If you really want to get back together then let it go. The bigger question I see from your post though is, why would you want to get back together if there are still clearly communication issues? The way you communicate is flawed somehow, I guess if it's leaving you angry enough to be thinking about your next move to teach him a lesson or whatever. Fwiw, I'm on your side here. I don't think you're being petty. I think if HE wants ti salvage this relationship as much as you (and that would be incredibly important to me that he did) then HE should be on best behavior, trying to make you happy, etc. As should you (I'm not suggesting a one wsy street).
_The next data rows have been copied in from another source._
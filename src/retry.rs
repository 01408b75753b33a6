//! Backoff policy applied to network fetches behind the tiered cache.

// crates.io
use backon::{ExponentialBuilder, Retryable};
// self
use crate::{
	_prelude::*,
	error::RetryClass,
	obs::{self, Operation},
};

/// Retry budgets and the exponential backoff curve.
///
/// The `n`-th retry (zero based) waits `base_delay_ms * 2^n`, so the default curve is 1 s, 2 s,
/// 4 s. Each failure is judged by its own [`RetryClass`]; the total number of retries already
/// spent is compared against that class's budget.
#[derive(Clone, Copy, Debug, PartialEq, Eq, Serialize, Deserialize)]
#[serde(default)]
pub struct RetryPolicy {
	/// Retries granted to rate-limited failures.
	pub rate_limited_retries: u32,
	/// Retries granted to other transient failures.
	pub transient_retries: u32,
	/// First backoff step, in milliseconds.
	pub base_delay_ms: u64,
}
impl RetryPolicy {
	/// Policy that never retries.
	pub const fn none() -> Self {
		Self { rate_limited_retries: 0, transient_retries: 0, base_delay_ms: 0 }
	}

	/// Retry budget for a failure class.
	pub fn budget(&self, class: RetryClass) -> u32 {
		match class {
			RetryClass::RateLimited => self.rate_limited_retries,
			RetryClass::Transient => self.transient_retries,
			RetryClass::Fatal => 0,
		}
	}

	/// Exponential curve starting at `base_delay_ms` and doubling, capped by the larger budget.
	fn backoff(&self) -> ExponentialBuilder {
		let max_times = self.rate_limited_retries.max(self.transient_retries);

		ExponentialBuilder::default()
			.with_min_delay(StdDuration::from_millis(self.base_delay_ms))
			.with_factor(2.0)
			.with_max_times(usize::try_from(max_times).unwrap_or(usize::MAX))
	}

	/// Runs `call` until it succeeds, fails fatally, or exhausts the budget for its failure class.
	pub async fn run<T, F, Fut>(&self, op: Operation, call: F) -> Result<T>
	where
		F: FnMut() -> Fut,
		Fut: Future<Output = Result<T>>,
	{
		let mut retries = 0;

		call.retry(self.backoff())
			.when(|err: &Error| {
				if retries >= self.budget(err.retry_class()) {
					return false;
				}

				retries += 1;

				true
			})
			.notify(|err: &Error, delay: StdDuration| {
				obs::trace_event(op, "retry_backoff", format_args!("{err}; waiting {delay:?}"));
			})
			.await
	}
}
impl Default for RetryPolicy {
	fn default() -> Self {
		Self { rate_limited_retries: 3, transient_retries: 2, base_delay_ms: 1_000 }
	}
}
The whole situation, while somewhat small and seemingly inconsequential, is problematic. I'm assuming it's not the only reason you're separated, just one of them. I say since you're all ready separated, hold out and keep working on things until they are right, or call it a day. So to answer your question, I don't necessarily think you should refuse to talk about your relationship, but add this to the list of things to talk about.

Stampyourfeet · 16/08/2019 12:52

Look at what he does, not what he says.

GabsAlot · 16/08/2019 12:58

Id say hes keeping you dangling-wants the single life but with on tap sex-dont be used like that

ChicCroissant · 16/08/2019 13:00

Also, you will look utterly ridiculous if you won't speak to him yet are willing to have sex with him!

bobsyourauntie · 16/08/2019 13:07

OP, sad to say it, but he is definitely using you if you are sleeping with him and not getting any contact in between. First of all, stop sleeping with him. Have the relationship talk and make it clear that if he wants to fix things, then he needs to start spending more time with you. Take your time rebuilding the relationship, but stop sleeping with him. His actions after you do that, will tell you all you need to know.

Aprillygirl · 16/08/2019 13:10

He doesn't sound like he's that into you tbh. Cut him loose before all this childish pissing about damages your kids.

Nousernameforme · 16/08/2019 13:14

Go for a clean break. Do Not Shag Him today and just give yourself time to grieve the relationship properly.

BenWillbondsPants · 16/08/2019 13:19

I don't know people can be bothered with this kind of shit. Setting little 'traps' to see if someone passes or not. Don't get back with him, he clearly pisses you off and you both sound like you play silly games.

I find the notion of an adult 'not talking' to another adult so odd. Say what you need to say and move on.

Travis1 · 16/08/2019 13:21

Why are you letting him use you like this? Is this really the relationship example you want to be setting your children

MzHz · 16/08/2019 13:22

I just want to be with someone that makes me a priority and does what he says he will

And you will be.

The sooner you kick this current ex to the kerb for good and go and find someone who gives a shit about you.

Seriously, you’ve wasted 10 years on this fool, to spend another single day on him will make YOU look stupid.